Desenvoltura norte-americana
Tibor Nagy, subsecretário de Estado norte-americano para assuntos africanos, explica essa complacência internacional pelo temor de ver o Sudão imerso no caos, como a Somália ou a Líbia – embora esses dois países tenham muito pouco em comum com o vizinho onde existe uma tradição democrática bem enraizada. Além disso, a questão do radicalismo islâmico está nos escombros da ditadura, e não no movimento revolucionário. “Nosso objetivo era que o país chegasse a uma transição aceitável para o povo sudanês, mas não compete a nós fabricar as salsichas na sequência”,3 explica Nagy, cujo conhecimento sobre o contexto local parece ser bastante rudimentar.
Deixemos de lado a incongruência da imagem da salsicha para retornar à fragilidade estrutural do acordo de transição: o “Estado profundo” sudanês se mantém graças a seus poderosos protetores sauditas e emiradenses. É certo que os opositores sudaneses ganharam o confronto com a ditadura islâmico-militar, mas, diante das recomposições geopolíticas do mundo árabe, essa vitória teria pouco peso porque ainda seria necessário “fabricar as salsichas”. Uns após os outros, os atores mais significativos da contestação – movimentos armados do Kordofan, Associação de Profissionais Sudaneses – recusam-se a participar do futuro governo nacional, que figura cada vez mais como coisa dos sauditas e dos emiradenses. Se de um lado o Sudão saiu da ditadura, de outro ainda não entrou nos trilhos de uma nova estabilidade – que a desenvoltura dos Estados Unidos torna cada vez mais improvável.

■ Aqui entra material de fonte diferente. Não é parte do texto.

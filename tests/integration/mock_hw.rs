//! Mock hardware adapter for integration tests.
//!
//! Stands in for the 1-Wire bus and the heater relay bank: tests set
//! per-channel temperatures (or disconnect a probe) and assert on the
//! full relay command history without touching real GPIO.

use thermobath::app::events::AppEvent;
use thermobath::app::ports::{EventSink, OutputPort, SensorBusPort};
use thermobath::config::{CHANNEL_COUNT, SENSOR_ROM_CODES};
use thermobath::error::SensorError;
use thermobath::sensors::SensorAddress;

// ── MockHardware ──────────────────────────────────────────────

pub struct MockHardware {
    /// What each probe will report on the next refresh.
    pub temps: [Result<f32, SensorError>; CHANNEL_COUNT],
    /// Number of batch conversion requests seen.
    pub conversions: usize,
    /// Last commanded level per relay.
    pub outputs: [bool; CHANNEL_COUNT],
    /// Full relay command history, in order.
    pub output_calls: Vec<(usize, bool)>,
}

#[allow(dead_code)]
impl MockHardware {
    pub fn new() -> Self {
        Self {
            temps: [Ok(20.0); CHANNEL_COUNT],
            conversions: 0,
            outputs: [false; CHANNEL_COUNT],
            output_calls: Vec::new(),
        }
    }

    pub fn set_temp(&mut self, channel: usize, temp_c: f32) {
        self.temps[channel] = Ok(temp_c);
    }

    pub fn set_all_temps(&mut self, temp_c: f32) {
        self.temps = [Ok(temp_c); CHANNEL_COUNT];
    }

    pub fn disconnect(&mut self, channel: usize) {
        self.temps[channel] = Err(SensorError::Disconnected);
    }

    /// Relay commands issued for one channel, in order.
    pub fn calls_for(&self, channel: usize) -> Vec<bool> {
        self.output_calls
            .iter()
            .filter(|(ch, _)| *ch == channel)
            .map(|(_, level)| *level)
            .collect()
    }
}

impl Default for MockHardware {
    fn default() -> Self {
        Self::new()
    }
}

impl SensorBusPort for MockHardware {
    fn request_all(&mut self) {
        self.conversions += 1;
    }

    fn read_by_address(&mut self, addr: SensorAddress) -> Result<f32, SensorError> {
        let ch = SENSOR_ROM_CODES
            .iter()
            .position(|rom| SensorAddress(*rom) == addr)
            .expect("unknown ROM code");
        self.temps[ch]
    }
}

impl OutputPort for MockHardware {
    fn set_output(&mut self, channel: usize, engaged: bool) {
        self.outputs[channel] = engaged;
        self.output_calls.push((channel, engaged));
    }
}

// ── Recording event sink ──────────────────────────────────────

pub struct EventLog {
    pub events: Vec<AppEvent>,
}

#[allow(dead_code)]
impl EventLog {
    pub fn new() -> Self {
        Self { events: Vec::new() }
    }

    pub fn phase_changes_for(&self, channel: usize) -> Vec<AppEvent> {
        self.events
            .iter()
            .filter(|e| matches!(e, AppEvent::PhaseChanged { channel: ch, .. } if *ch == channel))
            .copied()
            .collect()
    }
}

impl Default for EventLog {
    fn default() -> Self {
        Self::new()
    }
}

impl EventSink for EventLog {
    fn emit(&mut self, event: &AppEvent) {
        self.events.push(*event);
    }
}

Gérard Prunier é consultor independente, integrante do Atlantic Council.
1 Ler Giovanna Lelli, “Obstination démocratique au Soudan” [Obstinação democrática no Sudão], Le Monde Diplomatique, maio 2019.
2 Ler “Frères ennemis du Soudan du Sud” [Irmãos inimigos do Sudão do Sul], Le Monde Diplomatique, jul. 2017.
3 Adrienne Klasa, “US backs Sudan transition deal for fear of state colapse” [Estados Unidos apoiam o acordo de transição do Sudão por medo de colapso do Estado], Financial Times, Londres, 11 jul. 2019.